### Prompt
Count how many lines in the entries below hold "first". Only the number belongs in the answer.

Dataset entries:
+===+
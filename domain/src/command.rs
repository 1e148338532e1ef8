//! Vote commands and their signatures
//!
//! A command says: as the user at `state_index`, replace my key with
//! `new_pub_key`, set my vote for `vote_option_index` to `new_vote_weight`,
//! with sequence number `nonce`. The salt blinds otherwise identical
//! commands. Commands are signed with a Schnorr-style signature over Baby
//! Jubjub whose challenge is a field hash, so the whole check can be
//! replayed in-circuit.

use sotto_curve::{reduce_to_scalar, scalar_to_base, Point, PointOps, ScalarField};
use sotto_hash::FieldHash;

use crate::errors::{DomainError, DomainResult};
use crate::keys::{PrivKey, PubKey};
use crate::Field;

/// Number of field words in a canonical command encoding
pub const COMMAND_LENGTH: usize = 7;

/// Number of field words in a serialized signature
pub const SIGNATURE_LENGTH: usize = 3;

/// A decrypted vote command
#[derive(Clone, Copy, Debug, PartialEq, Eq)]
pub struct Command {
    /// Leaf the command claims to act for
    pub state_index: u64,
    /// Key installed in the leaf when the command is accepted
    pub new_pub_key: PubKey,
    /// Vote option being set
    pub vote_option_index: u64,
    /// New weight for that option
    pub new_vote_weight: u64,
    /// Expected to be exactly one above the leaf nonce
    pub nonce: u64,
    /// Blinding salt
    pub salt: Field,
}

impl Command {
    /// Canonical field word encoding
    pub fn to_words(&self) -> [Field; COMMAND_LENGTH] {
        [
            Field::from(self.state_index),
            self.new_pub_key.0.x,
            self.new_pub_key.0.y,
            Field::from(self.vote_option_index),
            Field::from(self.new_vote_weight),
            Field::from(self.nonce),
            self.salt,
        ]
    }

    /// Decode a command from field words.
    ///
    /// Index, option, weight and nonce words must fit in 64 bits; anything
    /// else cannot have been produced by an honest encoder.
    pub fn from_words(words: &[Field; COMMAND_LENGTH]) -> DomainResult<Self> {
        Ok(Self {
            state_index: word_to_u64(&words[0], "state index")?,
            new_pub_key: PubKey::from_point(Point::new(words[1], words[2])),
            vote_option_index: word_to_u64(&words[3], "vote option index")?,
            new_vote_weight: word_to_u64(&words[4], "vote weight")?,
            nonce: word_to_u64(&words[5], "nonce")?,
            salt: words[6],
        })
    }

    /// Hash of the canonical encoding; this is what gets signed
    pub fn digest<H: FieldHash>(&self, hasher: &H) -> Field {
        hasher.hash(&self.to_words())
    }

    /// Sign this command
    pub fn sign<C: PointOps, H: FieldHash>(
        &self,
        curve: &C,
        hasher: &H,
        priv_key: &PrivKey,
    ) -> Signature {
        sign_digest(curve, hasher, priv_key, self.digest(hasher))
    }

    /// Verify a signature on this command against a public key
    pub fn verify<C: PointOps, H: FieldHash>(
        &self,
        curve: &C,
        hasher: &H,
        pub_key: &PubKey,
        signature: &Signature,
    ) -> bool {
        verify_digest(curve, hasher, pub_key, self.digest(hasher), signature)
    }
}

/// A Schnorr-style signature on Baby Jubjub
#[derive(Clone, Copy, Debug, PartialEq, Eq)]
pub struct Signature {
    /// Commitment point `r * B`
    pub r8: Point,
    /// Response scalar `r + challenge * priv`
    pub s: ScalarField,
}

impl Signature {
    /// Serialize as field words: `[r8.x, r8.y, s]`
    pub fn to_words(&self) -> [Field; SIGNATURE_LENGTH] {
        [self.r8.x, self.r8.y, scalar_to_base(&self.s)]
    }

    /// Decode from field words.
    ///
    /// The response word must be a canonical scalar; the commitment point is
    /// validated later, during verification.
    pub fn from_words(words: &[Field; SIGNATURE_LENGTH]) -> DomainResult<Self> {
        let s = reduce_to_scalar(&words[2]);
        if scalar_to_base(&s) != words[2] {
            return Err(DomainError::Decryption(
                "signature scalar exceeds the subgroup order".into(),
            ));
        }
        Ok(Self {
            r8: Point::new(words[0], words[1]),
            s,
        })
    }
}

/// Sign a message digest.
///
/// The commitment nonce is derived deterministically from the private key
/// and the digest, so signing never consumes external randomness and
/// repeated signing of the same digest yields the same signature.
pub fn sign_digest<C: PointOps, H: FieldHash>(
    curve: &C,
    hasher: &H,
    priv_key: &PrivKey,
    digest: Field,
) -> Signature {
    let nonce_seed = hasher.hash(&[scalar_to_base(priv_key.scalar()), digest]);
    let r = reduce_to_scalar(&nonce_seed);
    let r8 = curve.mul_base(&r);

    let pub_key = priv_key.public_key(curve);
    let challenge = challenge_scalar(hasher, &r8, pub_key.point(), digest);

    Signature {
        r8,
        s: r + challenge * *priv_key.scalar(),
    }
}

/// Verify a signature over a message digest.
///
/// Returns `false` (rather than an error) for any failure mode, including a
/// commitment or key that is not a valid subgroup point; a signature that
/// cannot be checked is simply not valid.
pub fn verify_digest<C: PointOps, H: FieldHash>(
    curve: &C,
    hasher: &H,
    pub_key: &PubKey,
    digest: Field,
    signature: &Signature,
) -> bool {
    if curve.validate(&signature.r8).is_err() || curve.validate(pub_key.point()).is_err() {
        return false;
    }

    let challenge = challenge_scalar(hasher, &signature.r8, pub_key.point(), digest);

    let lhs = curve.mul_base(&signature.s);
    let rhs = match curve
        .mul(pub_key.point(), &challenge)
        .and_then(|scaled| curve.add(&signature.r8, &scaled))
    {
        Ok(point) => point,
        Err(_) => return false,
    };

    lhs == rhs
}

fn challenge_scalar<H: FieldHash>(
    hasher: &H,
    r8: &Point,
    pub_key: &Point,
    digest: Field,
) -> ScalarField {
    let challenge = hasher.hash(&[r8.x, r8.y, pub_key.x, pub_key.y, digest]);
    reduce_to_scalar(&challenge)
}

fn word_to_u64(value: &Field, what: &str) -> DomainResult<u64> {
    use ark_ff::PrimeField;

    let limbs = value.into_bigint().0;
    if limbs[1..].iter().any(|limb| *limb != 0) {
        return Err(DomainError::Decryption(format!("{} exceeds u64 range", what)));
    }
    Ok(limbs[0])
}

#[cfg(test)]
mod tests {
    use super::*;
    use crate::keys::Keypair;
    use sotto_curve::BabyJubjub;
    use sotto_hash::Poseidon;

    fn sample_command(keypair: &Keypair) -> Command {
        Command {
            state_index: 1,
            new_pub_key: keypair.pub_key,
            vote_option_index: 2,
            new_vote_weight: 9,
            nonce: 1,
            salt: Field::from(77u64),
        }
    }

    #[test]
    fn test_word_roundtrip() {
        let curve = BabyJubjub::new();
        let mut rng = ark_std::test_rng();
        let keypair = Keypair::generate(&curve, &mut rng);

        let command = sample_command(&keypair);
        let decoded = Command::from_words(&command.to_words()).unwrap();

        assert_eq!(decoded, command);
    }

    #[test]
    fn test_oversized_word_rejected() {
        let curve = BabyJubjub::new();
        let mut rng = ark_std::test_rng();
        let keypair = Keypair::generate(&curve, &mut rng);

        let mut words = sample_command(&keypair).to_words();
        // A weight that cannot fit in 64 bits
        words[4] = Field::from(u64::MAX) + Field::from(1u64);

        assert!(Command::from_words(&words).is_err());
    }

    #[test]
    fn test_sign_and_verify() {
        let curve = BabyJubjub::new();
        let hasher = Poseidon::new();
        let mut rng = ark_std::test_rng();
        let keypair = Keypair::generate(&curve, &mut rng);

        let command = sample_command(&keypair);
        let signature = command.sign(&curve, &hasher, &keypair.priv_key);

        assert!(command.verify(&curve, &hasher, &keypair.pub_key, &signature));
    }

    #[test]
    fn test_signature_rejects_wrong_key() {
        let curve = BabyJubjub::new();
        let hasher = Poseidon::new();
        let mut rng = ark_std::test_rng();

        let signer = Keypair::generate(&curve, &mut rng);
        let other = Keypair::generate(&curve, &mut rng);

        let command = sample_command(&signer);
        let signature = command.sign(&curve, &hasher, &signer.priv_key);

        assert!(!command.verify(&curve, &hasher, &other.pub_key, &signature));
    }

    #[test]
    fn test_signature_rejects_tampered_command() {
        let curve = BabyJubjub::new();
        let hasher = Poseidon::new();
        let mut rng = ark_std::test_rng();
        let keypair = Keypair::generate(&curve, &mut rng);

        let command = sample_command(&keypair);
        let signature = command.sign(&curve, &hasher, &keypair.priv_key);

        let mut tampered = command;
        tampered.new_vote_weight += 1;

        assert!(!tampered.verify(&curve, &hasher, &keypair.pub_key, &signature));
    }

    #[test]
    fn test_signature_words_roundtrip() {
        let curve = BabyJubjub::new();
        let hasher = Poseidon::new();
        let mut rng = ark_std::test_rng();
        let keypair = Keypair::generate(&curve, &mut rng);

        let command = sample_command(&keypair);
        let signature = command.sign(&curve, &hasher, &keypair.priv_key);

        let decoded = Signature::from_words(&signature.to_words()).unwrap();
        assert_eq!(decoded, signature);
    }

    #[test]
    fn test_signing_is_deterministic() {
        let curve = BabyJubjub::new();
        let hasher = Poseidon::new();
        let mut rng = ark_std::test_rng();
        let keypair = Keypair::generate(&curve, &mut rng);

        let command = sample_command(&keypair);
        let first = command.sign(&curve, &hasher, &keypair.priv_key);
        let second = command.sign(&curve, &hasher, &keypair.priv_key);

        assert_eq!(first, second);
    }
}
+===+
### The completed task
2